WORK REQUEST
Transcribe the lines of the records starting with the one that has "into every record." in it and ending with the last, and transcribe nothing else.

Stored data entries
######

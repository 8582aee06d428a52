use super::event_record::Source;
use serde_json::{Map, Value};
use uuid::Uuid;

/// Identity of the producing session, stamped into every record.
///
/// One context exists per page session. The session id is generated once
/// and held in memory; persisting it across reloads is the host's concern.
#[derive(Debug, Clone)]
pub struct SourceContext {
    session_id: String,
    version: String,
    metadata: Map<String, Value>,
}

impl SourceContext {
    pub fn new(version: impl Into<String>) -> Self {
        Self::with_session_id(Uuid::new_v4().to_string(), version)
    }

    pub fn with_session_id(session_id: impl Into<String>, version: impl Into<String>) -> Self {
        Self {
            session_id: session_id.into(),
            version: version.into(),
            metadata: Map::new(),
        }
    }

    /// Attach opaque source metadata (viewport, locale, UTM parameters...).
    pub fn with_metadata(mut self, metadata: Map<String, Value>) -> Self {
        self.metadata = metadata;
        self
    }

    pub fn session_id(&self) -> &str {
        &self.session_id
    }

    pub fn version(&self) -> &str {
        &self.version
    }

    pub fn metadata(&self) -> &Map<String, Value> {
        &self.metadata
    }

    pub(crate) fn to_source(&self) -> Source {
        Source::browser(
            self.session_id.clone(),
            self.version.clone(),
            self.metadata.clone(),
        )
    }
}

######

PROBLEM SOLUTION
/// Identity of the producing session, stamped into every record.
///
/// One context exists per page session. The session id is generated once
/// and held in memory; persisting it across reloads is the host's concern.
#[derive(Debug, Clone)]
pub struct SourceContext {
    session_id: String,
    version: String,
    metadata: Map<String, Value>,
}

impl SourceContext {
    pub fn new(version: impl Into<String>) -> Self {
        Self::with_session_id(Uuid::new_v4().to_string(), version)
    }

    pub fn with_session_id(session_id: impl Into<String>, version: impl Into<String>) -> Self {
        Self {
            session_id: session_id.into(),
            version: version.into(),
            metadata: Map::new(),
        }
    }

    /// Attach opaque source metadata (viewport, locale, UTM parameters...).
    pub fn with_metadata(mut self, metadata: Map<String, Value>) -> Self {
        self.metadata = metadata;
        self
    }

    pub fn session_id(&self) -> &str {
        &self.session_id
    }

    pub fn version(&self) -> &str {
        &self.version
    }

    pub fn metadata(&self) -> &Map<String, Value> {
        &self.metadata
    }

    pub(crate) fn to_source(&self) -> Source {
        Source::browser(
            self.session_id.clone(),
            self.version.clone(),
            self.metadata.clone(),
        )
    }
}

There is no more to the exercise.